> What is needed
Whenever a line below holds the word "GrayImage", count it; then give the total and nothing else.

> Entries provided

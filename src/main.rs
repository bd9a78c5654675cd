// SPDX-License-Identifier: GPL-3.0-only

use clap::{Args, Parser, Subcommand};
use std::sync::Arc;
use std::sync::atomic::{AtomicBool, Ordering};
use std::time::Duration;

mod cli;

#[derive(Parser)]
#[command(name = "depth-relay")]
#[command(about = "Kinect depth segmentation, blob tracking and live depth streaming")]
#[command(version = env!("GIT_VERSION"))]
#[command(subcommand_required = false)]
struct Cli {
    #[command(subcommand)]
    command: Option<Commands>,

    #[command(flatten)]
    session: SessionArgs,
}

#[derive(Args, Debug, Default)]
struct SessionArgs {
    /// Use the generated demo scene instead of a Kinect
    #[arg(long, global = true)]
    synthetic: bool,

    /// Depth video node of the Kinect to use (from 'depth-relay list')
    #[arg(long, global = true)]
    device: Option<String>,

    /// GStreamer sink description replacing the PipeWire output
    #[arg(long, global = true)]
    sink: Option<String>,

    /// Process frames without streaming them
    #[arg(long, global = true)]
    no_stream: bool,

    /// Write the effective settings to the config file
    #[arg(long, global = true)]
    save_config: bool,
}

impl From<&SessionArgs> for cli::Overrides {
    fn from(args: &SessionArgs) -> Self {
        Self {
            synthetic: args.synthetic,
            device: args.device.clone(),
            sink: args.sink.clone(),
            no_stream: args.no_stream,
            save_config: args.save_config,
        }
    }
}

#[derive(Subcommand)]
enum Commands {
    /// Run with the terminal viewer (default)
    Run,

    /// Stream without a user interface
    Headless {
        /// Stop after this many seconds
        #[arg(short, long)]
        duration: Option<u64>,
    },

    /// List Kinect devices
    List,

    /// Print the effective settings
    Config,
}

fn main() -> Result<(), Box<dyn std::error::Error>> {
    let cli = Cli::parse();
    let overrides = cli::Overrides::from(&cli.session);

    match cli.command {
        None | Some(Commands::Run) => {
            init_file_logging()?;
            let settings = cli::load_settings(&overrides)?;
            let mut app = cli::build_app(settings, &overrides)?;
            depth_relay::terminal::run(&mut app)
        }
        Some(Commands::Headless { duration }) => {
            init_stderr_logging();
            let settings = cli::load_settings(&overrides)?;
            let mut app = cli::build_app(settings, &overrides)?;

            let stop = Arc::new(AtomicBool::new(false));
            let handler_stop = Arc::clone(&stop);
            ctrlc::set_handler(move || handler_stop.store(true, Ordering::SeqCst))?;

            app.run_headless(duration.map(Duration::from_secs), &stop)?;
            Ok(())
        }
        Some(Commands::List) => {
            init_stderr_logging();
            cli::list_devices()
        }
        Some(Commands::Config) => {
            init_stderr_logging();
            let settings = cli::load_settings(&overrides)?;
            cli::print_config(&settings)
        }
    }
}

fn env_filter() -> tracing_subscriber::EnvFilter {
    // RUST_LOG=debug, RUST_LOG=depth_relay=trace, ...
    tracing_subscriber::EnvFilter::try_from_default_env()
        .unwrap_or_else(|_| tracing_subscriber::EnvFilter::new("warn"))
}

fn init_stderr_logging() {
    tracing_subscriber::fmt()
        .with_env_filter(env_filter())
        .with_writer(std::io::stderr)
        .with_target(true)
        .with_level(true)
        .init();
}

/// The terminal viewer owns the screen, so logs go to a file
fn init_file_logging() -> Result<(), Box<dyn std::error::Error>> {
    let dir = cli::log_directory();
    std::fs::create_dir_all(&dir)?;
    let file = std::fs::File::create(dir.join("depth-relay.log"))?;

    tracing_subscriber::fmt()
        .with_env_filter(env_filter())
        .with_writer(std::sync::Mutex::new(file))
        .with_ansi(false)
        .with_target(true)
        .with_level(true)
        .init();
    Ok(())
}
// SPDX-License-Identifier: GPL-3.0-only

//! Point cloud synthesis from a depth source

use super::types::{CloudPoint, PointCloud};
use crate::backends::DepthSource;
use crate::constants::point_cloud::VIEW_OFFSET_MM;
use crate::errors::PipelineError;
use tracing::trace;

/// Sample `source` on a grid with stride `step` and emit one colored point per
/// valid depth sample, in row-major order
///
/// A source without a frame yields an empty cloud. `step == 0` is rejected.
pub fn build_cloud<S: DepthSource + ?Sized>(
    source: &S,
    step: u32,
) -> Result<PointCloud, PipelineError> {
    if step == 0 {
        return Err(PipelineError::InvalidStep(step));
    }

    if source.depth_raster().is_none() {
        return Ok(PointCloud::default());
    }

    let width = source.width();
    let height = source.height();
    let mut cloud = PointCloud::with_capacity(max_points(width, height, step));

    for y in (0..height).step_by(step as usize) {
        for x in (0..width).step_by(step as usize) {
            if source.distance_at(x, y) <= 0.0 {
                continue;
            }
            cloud.push(CloudPoint::new(
                source.world_coordinate_at(x, y),
                source.color_at(x, y),
            ));
        }
    }

    trace!(points = cloud.len(), step, "Point cloud built");
    Ok(cloud)
}

/// Upper bound on the cloud size for a grid walk
pub fn max_points(width: u32, height: u32, step: u32) -> usize {
    if step == 0 {
        return 0;
    }
    (width.div_ceil(step) as usize) * (height.div_ceil(step) as usize)
}

/// Position of a point in viewing space
///
/// Sensor space has y pointing down and z pointing away from the viewer, so
/// the cloud is flipped on y and z and pulled towards the viewer.
pub fn view_position(point: &CloudPoint) -> [f32; 3] {
    let [x, y, z] = point.position;
    [x, -y, VIEW_OFFSET_MM - z]
}

#[cfg(test)]
mod tests {
    use super::*;

    #[test]
    fn test_max_points_rounds_up() {
        assert_eq!(max_points(640, 480, 2), 320 * 240);
        assert_eq!(max_points(5, 5, 2), 9);
        assert_eq!(max_points(5, 5, 0), 0);
    }

    #[test]
    fn test_view_position_flips_axes() {
        let point = CloudPoint::new([10.0, 20.0, 1500.0], Default::default());
        assert_eq!(view_position(&point), [10.0, -20.0, -500.0]);
    }
}
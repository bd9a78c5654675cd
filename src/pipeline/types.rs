// SPDX-License-Identifier: GPL-3.0-only

//! Raster and geometry types shared by the pipeline stages

use bytemuck::{Pod, Zeroable};
use image::{GrayImage, Luma, RgbaImage};

/// Foreground value in a [`BinaryMask`]
pub const MASK_ON: u8 = 255;
/// Background value in a [`BinaryMask`]
pub const MASK_OFF: u8 = 0;

/// 8-bit depth image: 0 = far or invalid, 255 = near
#[derive(Debug, Clone, PartialEq, Eq)]
pub struct DepthRaster(GrayImage);

impl DepthRaster {
    /// All-zero raster of the given size
    pub fn new(width: u32, height: u32) -> Self {
        Self(GrayImage::new(width, height))
    }

    /// Wrap raw row-major samples. Returns `None` if the length does not match.
    pub fn from_raw(width: u32, height: u32, data: Vec<u8>) -> Option<Self> {
        GrayImage::from_raw(width, height, data).map(Self)
    }

    /// Build from a row-major slice of rows (test fixtures, synthetic scenes)
    pub fn from_rows<R: AsRef<[u8]>>(rows: &[R]) -> Option<Self> {
        let height = rows.len() as u32;
        let width = rows.first().map(|r| r.as_ref().len()).unwrap_or(0) as u32;
        if rows.iter().any(|r| r.as_ref().len() as u32 != width) {
            return None;
        }
        let data = rows.iter().flat_map(|r| r.as_ref().iter().copied()).collect();
        Self::from_raw(width, height, data)
    }

    pub fn width(&self) -> u32 {
        self.0.width()
    }

    pub fn height(&self) -> u32 {
        self.0.height()
    }

    /// Sample at (x, y); out-of-range reads return 0
    pub fn get(&self, x: u32, y: u32) -> u8 {
        self.0.get_pixel_checked(x, y).map(|p| p.0[0]).unwrap_or(0)
    }

    pub fn set(&mut self, x: u32, y: u32, value: u8) {
        if x < self.width() && y < self.height() {
            self.0.put_pixel(x, y, Luma([value]));
        }
    }

    pub fn as_raw(&self) -> &[u8] {
        self.0.as_raw()
    }

    pub fn as_image(&self) -> &GrayImage {
        &self.0
    }
}

/// Segmentation result: every cell is [`MASK_ON`] or [`MASK_OFF`]
#[derive(Debug, Clone, PartialEq, Eq)]
pub struct BinaryMask(GrayImage);

impl BinaryMask {
    pub fn new(width: u32, height: u32) -> Self {
        Self(GrayImage::new(width, height))
    }

    /// Build a mask by evaluating `accept` on every sample of `depth`
    pub fn from_predicate(depth: &DepthRaster, accept: impl Fn(u8) -> bool) -> Self {
        let data = depth
            .as_raw()
            .iter()
            .map(|&v| if accept(v) { MASK_ON } else { MASK_OFF })
            .collect();
        // Length always matches the source raster
        Self(GrayImage::from_raw(depth.width(), depth.height(), data).unwrap_or_default())
    }

    /// Wrap an already binarized image; any non-zero sample counts as foreground
    pub fn from_image(image: GrayImage) -> Self {
        let (width, height) = image.dimensions();
        let data = image
            .into_raw()
            .into_iter()
            .map(|v| if v > 0 { MASK_ON } else { MASK_OFF })
            .collect();
        Self(GrayImage::from_raw(width, height, data).unwrap_or_default())
    }

    pub fn width(&self) -> u32 {
        self.0.width()
    }

    pub fn height(&self) -> u32 {
        self.0.height()
    }

    pub fn is_on(&self, x: u32, y: u32) -> bool {
        self.0
            .get_pixel_checked(x, y)
            .map(|p| p.0[0] == MASK_ON)
            .unwrap_or(false)
    }

    pub fn count_on(&self) -> usize {
        self.0.as_raw().iter().filter(|&&v| v == MASK_ON).count()
    }

    pub fn as_raw(&self) -> &[u8] {
        self.0.as_raw()
    }

    pub fn as_image(&self) -> &GrayImage {
        &self.0
    }
}

/// 8-bit RGB color
#[derive(Debug, Clone, Copy, PartialEq, Eq, Default)]
pub struct Rgb {
    pub r: u8,
    pub g: u8,
    pub b: u8,
}

impl Rgb {
    pub const BLACK: Rgb = Rgb::new(0, 0, 0);

    pub const fn new(r: u8, g: u8, b: u8) -> Self {
        Self { r, g, b }
    }

    pub const fn gray(v: u8) -> Self {
        Self::new(v, v, v)
    }
}

/// One colored point of a point cloud
///
/// `position` is in sensor world space (millimetres). The layout is `Pod` so a
/// whole cloud can be handed to a GPU buffer or a socket as bytes.
#[repr(C)]
#[derive(Debug, Copy, Clone, PartialEq, Pod, Zeroable)]
pub struct CloudPoint {
    pub position: [f32; 3],
    /// RGBA, alpha always 255
    pub color: [u8; 4],
}

impl CloudPoint {
    pub fn new(position: [f32; 3], color: Rgb) -> Self {
        Self {
            position,
            color: [color.r, color.g, color.b, 255],
        }
    }

    pub fn rgb(&self) -> Rgb {
        Rgb::new(self.color[0], self.color[1], self.color[2])
    }
}

/// Colored points in raster scan order
#[derive(Debug, Clone, Default, PartialEq)]
pub struct PointCloud {
    points: Vec<CloudPoint>,
}

impl PointCloud {
    pub fn with_capacity(capacity: usize) -> Self {
        Self {
            points: Vec::with_capacity(capacity),
        }
    }

    pub fn push(&mut self, point: CloudPoint) {
        self.points.push(point);
    }

    pub fn len(&self) -> usize {
        self.points.len()
    }

    pub fn is_empty(&self) -> bool {
        self.points.is_empty()
    }

    pub fn points(&self) -> &[CloudPoint] {
        &self.points
    }

    /// Raw bytes of the cloud (16 bytes per point)
    pub fn as_bytes(&self) -> &[u8] {
        bytemuck::cast_slice(&self.points)
    }
}

/// Fixed-size RGBA raster handed to the transport every tick
#[derive(Debug, Clone, PartialEq, Eq)]
pub struct OutboundFrame(RgbaImage);

impl OutboundFrame {
    /// Opaque black frame of the given size
    pub fn new(width: u32, height: u32) -> Self {
        Self(RgbaImage::from_pixel(width, height, image::Rgba([0, 0, 0, 255])))
    }

    pub fn width(&self) -> u32 {
        self.0.width()
    }

    pub fn height(&self) -> u32 {
        self.0.height()
    }

    /// Packed RGBA bytes, `width * height * 4` long
    pub fn as_bytes(&self) -> &[u8] {
        self.0.as_raw()
    }

    pub fn as_image(&self) -> &RgbaImage {
        &self.0
    }

    pub fn as_image_mut(&mut self) -> &mut RgbaImage {
        &mut self.0
    }
}

#[cfg(test)]
mod tests {
    use super::*;

    #[test]
    fn test_from_rows_rejects_ragged_input() {
        assert!(DepthRaster::from_rows(&[vec![1, 2], vec![3]]).is_none());
        let raster = DepthRaster::from_rows(&[[1u8, 2], [3, 4]]).unwrap();
        assert_eq!(raster.get(1, 1), 4);
        assert_eq!(raster.get(5, 5), 0);
    }

    #[test]
    fn test_mask_from_image_binarizes() {
        let image = GrayImage::from_raw(3, 1, vec![0, 7, 255]).unwrap();
        let mask = BinaryMask::from_image(image);
        assert_eq!(mask.as_raw(), &[0, 255, 255]);
        assert_eq!(mask.count_on(), 2);
    }

    #[test]
    fn test_cloud_point_is_sixteen_bytes() {
        let mut cloud = PointCloud::default();
        cloud.push(CloudPoint::new([1.0, 2.0, 3.0], Rgb::new(10, 20, 30)));
        assert_eq!(cloud.as_bytes().len(), 16);
        assert_eq!(cloud.points()[0].rgb(), Rgb::new(10, 20, 30));
    }

    #[test]
    fn test_outbound_frame_layout() {
        let frame = OutboundFrame::new(4, 3);
        assert_eq!(frame.as_bytes().len(), 4 * 3 * 4);
        assert_eq!(&frame.as_bytes()[..4], &[0, 0, 0, 255]);
    }
}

> Final answer
12